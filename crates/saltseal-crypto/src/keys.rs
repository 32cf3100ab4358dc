//! Curve25519 key pairs for box mode.
//!
//! A key pair is generated fresh from the OS CSPRNG, printed as uppercase
//! hex and never stored.
//!
//! # Example
//!
//! ```
//! use saltseal_crypto::keys::KeyPair;
//!
//! let keypair = KeyPair::generate().unwrap();
//! assert_eq!(keypair.private_key_hex().len(), 64);
//! assert_eq!(keypair.public_key_hex().len(), 64);
//! ```

use crate::KEY_SIZE;
use crypto_box::SecretKey;
use rand::rngs::OsRng;
use rand::RngCore;
use saltseal_common::helpers::encode_upper;
use saltseal_common::{Error, Result};
use std::fmt;
use zeroize::{Zeroize, ZeroizeOnDrop};

/// Curve25519 key pair.
///
/// The private half is zeroized on drop.
#[derive(Zeroize, ZeroizeOnDrop)]
pub struct KeyPair {
    #[zeroize(skip)]
    public: [u8; KEY_SIZE],
    private: [u8; KEY_SIZE],
}

impl KeyPair {
    /// Generate a new random key pair using the OS CSPRNG.
    ///
    /// Fails with `RandomSourceFailure` if the entropy source is unavailable.
    pub fn generate() -> Result<Self> {
        let mut private = [0u8; KEY_SIZE];
        OsRng
            .try_fill_bytes(&mut private)
            .map_err(Error::random_source)?;

        let keypair = Self::from_private_bytes(&private);
        private.zeroize();
        Ok(keypair)
    }

    /// Rebuild a key pair from raw private key bytes.
    pub fn from_private_bytes(bytes: &[u8; KEY_SIZE]) -> Self {
        let public = *SecretKey::from(*bytes).public_key().as_bytes();
        Self {
            public,
            private: *bytes,
        }
    }

    /// Get the public key bytes.
    pub fn public_key_bytes(&self) -> [u8; KEY_SIZE] {
        self.public
    }

    /// Get the private key bytes.
    ///
    /// # Security
    /// Handle with care! These bytes can decrypt everything sent to this key.
    pub fn private_key_bytes(&self) -> [u8; KEY_SIZE] {
        self.private
    }

    /// Public key as 64 uppercase hex characters.
    pub fn public_key_hex(&self) -> String {
        encode_upper(&self.public)
    }

    /// Private key as 64 uppercase hex characters.
    pub fn private_key_hex(&self) -> String {
        encode_upper(&self.private)
    }
}

impl fmt::Debug for KeyPair {
    fn fmt(&self, f: &mut fmt::Formatter<'_>) -> fmt::Result {
        f.debug_struct("KeyPair")
            .field("public", &self.public_key_hex())
            .finish_non_exhaustive()
    }
}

------------------------------------------------

REQUIREMENT:
Your answer should be one number: the count of lines in the records above that contain "Result".

EXERCISE RESPONSE:
3